MATERIAL FOR THIS EXERCISE Start Marker

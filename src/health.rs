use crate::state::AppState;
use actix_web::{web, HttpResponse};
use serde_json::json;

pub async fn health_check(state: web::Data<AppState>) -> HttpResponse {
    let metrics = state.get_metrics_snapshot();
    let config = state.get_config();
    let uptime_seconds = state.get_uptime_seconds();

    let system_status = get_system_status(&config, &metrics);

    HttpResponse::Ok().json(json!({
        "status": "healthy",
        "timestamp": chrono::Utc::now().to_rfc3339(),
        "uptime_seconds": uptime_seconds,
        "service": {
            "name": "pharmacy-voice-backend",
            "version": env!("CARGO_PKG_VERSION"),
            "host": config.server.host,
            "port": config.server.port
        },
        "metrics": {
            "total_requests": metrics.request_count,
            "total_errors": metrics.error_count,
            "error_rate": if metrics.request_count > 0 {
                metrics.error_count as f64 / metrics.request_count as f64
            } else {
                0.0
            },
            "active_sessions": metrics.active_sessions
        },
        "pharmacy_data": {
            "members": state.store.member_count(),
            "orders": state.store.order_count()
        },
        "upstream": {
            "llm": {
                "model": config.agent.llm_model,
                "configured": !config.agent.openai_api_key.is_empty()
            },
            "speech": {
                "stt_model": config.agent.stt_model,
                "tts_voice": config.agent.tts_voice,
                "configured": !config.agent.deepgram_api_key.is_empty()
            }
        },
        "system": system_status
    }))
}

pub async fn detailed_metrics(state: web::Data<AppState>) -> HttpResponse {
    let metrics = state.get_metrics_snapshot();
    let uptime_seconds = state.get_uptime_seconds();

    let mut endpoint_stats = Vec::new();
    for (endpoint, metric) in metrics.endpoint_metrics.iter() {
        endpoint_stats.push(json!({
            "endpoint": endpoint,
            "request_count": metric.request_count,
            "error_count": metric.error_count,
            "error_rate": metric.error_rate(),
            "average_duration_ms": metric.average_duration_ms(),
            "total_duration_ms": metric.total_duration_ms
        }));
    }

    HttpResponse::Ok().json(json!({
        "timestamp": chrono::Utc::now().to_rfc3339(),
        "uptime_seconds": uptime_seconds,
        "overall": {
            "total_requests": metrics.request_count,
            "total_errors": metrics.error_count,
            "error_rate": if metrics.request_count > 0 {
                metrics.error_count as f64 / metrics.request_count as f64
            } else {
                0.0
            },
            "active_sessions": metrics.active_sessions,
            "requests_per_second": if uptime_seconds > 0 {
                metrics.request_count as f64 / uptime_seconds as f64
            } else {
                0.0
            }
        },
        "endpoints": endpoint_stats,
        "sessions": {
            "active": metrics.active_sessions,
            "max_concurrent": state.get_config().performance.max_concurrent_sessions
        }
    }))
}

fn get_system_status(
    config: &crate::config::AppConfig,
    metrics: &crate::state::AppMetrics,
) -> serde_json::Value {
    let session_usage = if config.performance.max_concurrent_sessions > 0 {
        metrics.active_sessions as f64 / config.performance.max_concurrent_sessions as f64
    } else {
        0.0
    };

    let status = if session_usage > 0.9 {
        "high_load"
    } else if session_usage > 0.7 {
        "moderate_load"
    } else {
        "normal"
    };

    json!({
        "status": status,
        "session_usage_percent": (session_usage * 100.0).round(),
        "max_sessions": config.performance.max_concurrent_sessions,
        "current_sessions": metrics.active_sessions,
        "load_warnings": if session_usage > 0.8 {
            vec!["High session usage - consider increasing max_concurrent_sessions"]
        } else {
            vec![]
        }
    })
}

MATERIAL FOR THIS EXERCISE End Marker
MATERIAL FOR THIS EXERCISE Start Marker

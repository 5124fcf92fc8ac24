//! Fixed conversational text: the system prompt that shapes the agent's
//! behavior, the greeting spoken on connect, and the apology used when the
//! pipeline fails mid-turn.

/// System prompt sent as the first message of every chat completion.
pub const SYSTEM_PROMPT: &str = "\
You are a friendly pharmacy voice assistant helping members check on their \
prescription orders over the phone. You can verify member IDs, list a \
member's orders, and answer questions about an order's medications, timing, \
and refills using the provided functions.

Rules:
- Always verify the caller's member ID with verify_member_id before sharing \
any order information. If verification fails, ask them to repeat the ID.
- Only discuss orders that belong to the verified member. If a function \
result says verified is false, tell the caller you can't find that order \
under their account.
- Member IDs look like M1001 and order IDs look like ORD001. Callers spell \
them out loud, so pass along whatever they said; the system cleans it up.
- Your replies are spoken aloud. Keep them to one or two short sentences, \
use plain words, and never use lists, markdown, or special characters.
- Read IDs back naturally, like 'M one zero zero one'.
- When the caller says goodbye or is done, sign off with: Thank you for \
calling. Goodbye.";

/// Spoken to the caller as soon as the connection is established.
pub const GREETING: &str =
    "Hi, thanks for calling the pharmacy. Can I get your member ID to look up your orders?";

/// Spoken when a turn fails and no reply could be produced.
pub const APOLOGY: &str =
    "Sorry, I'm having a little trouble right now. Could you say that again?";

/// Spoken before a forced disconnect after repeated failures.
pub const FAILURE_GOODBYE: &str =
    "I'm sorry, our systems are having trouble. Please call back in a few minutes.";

MATERIAL FOR THIS EXERCISE End Marker

EXERCISE: Search the entries above for the string "with", and report each line where it occurs.

OUTPUT:
- Always verify the caller's member ID with verify_member_id before sharing \
- When the caller says goodbye or is done, sign off with: Thank you for \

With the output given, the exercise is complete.